_How to complete this task_
Read the records below and copy each line that contains "KeyValueStore".

[Opening Records for this task section]

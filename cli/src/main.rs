//! CLI entrypoint for Demeter
//!
//! This is the main binary that wires together all layers using
//! dependency injection.

use anyhow::{Context as _, Result, bail};
use clap::Parser;
use demeter_application::{
    HandleQueryUseCase, KeyValueStore, LanguageDetector, MemoryStore, NoProgress,
    ProgressNotifier, TranslationBackend, Translator,
};
use demeter_domain::{Context, IntentClassifier};
use demeter_infrastructure::{
    BackendLanguageDetector, ConfigLoader, DetectionMethod, FileConfig, JsonFileStore,
    JsonlConversationLogger, OfflineBackend, ScriptLanguageDetector, TranslationBackendKind,
    default_registry,
};
use demeter_presentation::{
    ChatRepl, Cli, ConsoleFormatter, ProgressReporter, SimpleProgress, parse_context,
    read_context_file,
};
use std::io::IsTerminal;
use std::path::Path;
use std::sync::Arc;
use tracing::{info, warn};
use tracing_appender::non_blocking::WorkerGuard;
use tracing_subscriber::EnvFilter;
use tracing_subscriber::layer::SubscriberExt;
use tracing_subscriber::util::SubscriberInitExt;

#[tokio::main]
async fn main() -> Result<()> {
    let cli = Cli::parse();

    if cli.show_config {
        ConfigLoader::print_config_sources(cli.config.as_deref());
        return Ok(());
    }

    let config = if cli.no_config {
        ConfigLoader::load_defaults()
    } else {
        ConfigLoader::load(cli.config.as_deref()).context("Failed to load configuration")?
    };
    let issues = config.validate();
    if !issues.is_empty() {
        let listed: Vec<String> = issues.iter().map(|e| format!("  - {}", e)).collect();
        bail!("Invalid configuration:\n{}", listed.join("\n"));
    }

    let _log_guard = init_tracing(cli.verbose, config.logging.directory.as_deref());
    if !config.output.color_enabled() {
        colored::control::set_override(false);
    }

    info!("Starting Demeter");

    let use_case = Arc::new(build_use_case(&config));

    if cli.clear_cache {
        use_case.clear_cache();
        info!("Caches cleared");
        if cli.query.is_none() && !cli.chat {
            println!("Caches cleared.");
            return Ok(());
        }
    }

    let context = match (&cli.context, &cli.context_file) {
        (Some(raw), _) => parse_context(raw)?,
        (None, Some(path)) => read_context_file(path)?,
        (None, None) => Context::new(),
    };
    let format = config.output.resolve_format(cli.output);

    // Chat mode
    if cli.chat {
        let mut repl = ChatRepl::new(use_case)
            .with_context(context)
            .with_format(format)
            .with_progress(!cli.quiet);
        repl.run().await?;
        return Ok(());
    }

    // Single query mode - query is required
    let Some(query) = cli.query else {
        bail!("A query is required. Use --chat for interactive mode.");
    };

    let progress: Box<dyn ProgressNotifier> = if cli.quiet {
        Box::new(NoProgress)
    } else if std::io::stderr().is_terminal() {
        Box::new(ProgressReporter::new())
    } else {
        Box::new(SimpleProgress)
    };
    let response = use_case
        .handle_query_with_progress(&query, context, progress.as_ref())
        .await;

    println!("{}", ConsoleFormatter::render(&query, &response, format));

    Ok(())
}

/// Install the stderr subscriber, plus a daily rolling file when configured.
///
/// The returned guard must live until exit so buffered lines are flushed.
fn init_tracing(verbose: u8, directory: Option<&Path>) -> Option<WorkerGuard> {
    let filter = match verbose {
        0 => EnvFilter::new("warn"),
        1 => EnvFilter::new("info"),
        2 => EnvFilter::new("debug"),
        _ => EnvFilter::new("trace"), // -vvv or more
    };

    let (file_layer, guard) = match directory {
        Some(dir) => {
            let appender = tracing_appender::rolling::daily(dir, "demeter.log");
            let (writer, guard) = tracing_appender::non_blocking(appender);
            let layer = tracing_subscriber::fmt::layer()
                .with_ansi(false)
                .with_writer(writer);
            (Some(layer), Some(guard))
        }
        None => (None, None),
    };

    tracing_subscriber::registry()
        .with(filter)
        .with(
            tracing_subscriber::fmt::layer()
                .with_target(false)
                .with_writer(std::io::stderr),
        )
        .with(file_layer)
        .init();

    guard
}

// === Dependency Injection ===

fn build_use_case(config: &FileConfig) -> HandleQueryUseCase {
    let pipeline = config.pipeline.to_pipeline_config();
    let backend = translation_backend(config);

    let translation_cache_path = config
        .translation
        .cache_path
        .clone()
        .unwrap_or_else(ConfigLoader::default_translation_cache_path);
    let translation_cache: Arc<dyn KeyValueStore> =
        match JsonFileStore::open(&translation_cache_path) {
            Ok(store) => Arc::new(store.with_max_entries(config.translation.cache_max_entries)),
            Err(e) => {
                warn!("Translation cache unavailable, keeping it in memory: {}", e);
                Arc::new(MemoryStore::new())
            }
        };
    let translator = Translator::new(backend.clone(), translation_cache)
        .with_working_language(pipeline.working_language.clone())
        .with_timeout(pipeline.translation_timeout);

    let detector: Arc<dyn LanguageDetector> = match config.detection.method {
        DetectionMethod::Script => Arc::new(ScriptLanguageDetector::new()),
        DetectionMethod::Backend => Arc::new(
            BackendLanguageDetector::new(backend).with_timeout(pipeline.translation_timeout),
        ),
    };

    let classifier = IntentClassifier::new();
    if let Some(e) = classifier.training_error() {
        warn!("Intent model unavailable, using keyword scoring: {}", e);
    }

    let mut use_case = HandleQueryUseCase::new(
        Arc::new(classifier),
        detector,
        Arc::new(translator),
        Arc::new(default_registry()),
    )
    .with_config(pipeline);

    let query_cache_path = config
        .cache
        .path
        .clone()
        .unwrap_or_else(ConfigLoader::default_query_cache_path);
    match JsonFileStore::open(&query_cache_path) {
        Ok(store) => use_case = use_case.with_query_cache(Arc::new(store)),
        Err(e) => warn!("Query cache unavailable: {}", e),
    }

    if let Some(path) = &config.logging.transcript
        && let Some(logger) = JsonlConversationLogger::new(path)
    {
        use_case = use_case.with_conversation_logger(Arc::new(logger));
    }

    use_case
}

fn translation_backend(config: &FileConfig) -> Arc<dyn TranslationBackend> {
    match config.translation.backend {
        TranslationBackendKind::None => Arc::new(OfflineBackend),
        TranslationBackendKind::LibreTranslate => libretranslate(config),
    }
}

#[cfg(feature = "remote-translation")]
fn libretranslate(config: &FileConfig) -> Arc<dyn TranslationBackend> {
    let url = config.translation.url.clone().unwrap_or_default();
    match demeter_infrastructure::LibreTranslateBackend::new(url) {
        Ok(backend) => Arc::new(backend.with_api_key(config.translation.api_key.clone())),
        Err(e) => {
            warn!("LibreTranslate backend unavailable, translating nothing: {}", e);
            Arc::new(OfflineBackend)
        }
    }
}

#[cfg(not(feature = "remote-translation"))]
fn libretranslate(_config: &FileConfig) -> Arc<dyn TranslationBackend> {
    warn!("Built without the remote-translation feature, translating nothing");
    Arc::new(OfflineBackend)
}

[Closing Records for this task section]

_The answer_
    HandleQueryUseCase, KeyValueStore, LanguageDetector, MemoryStore, NoProgress,
    let translation_cache: Arc<dyn KeyValueStore> =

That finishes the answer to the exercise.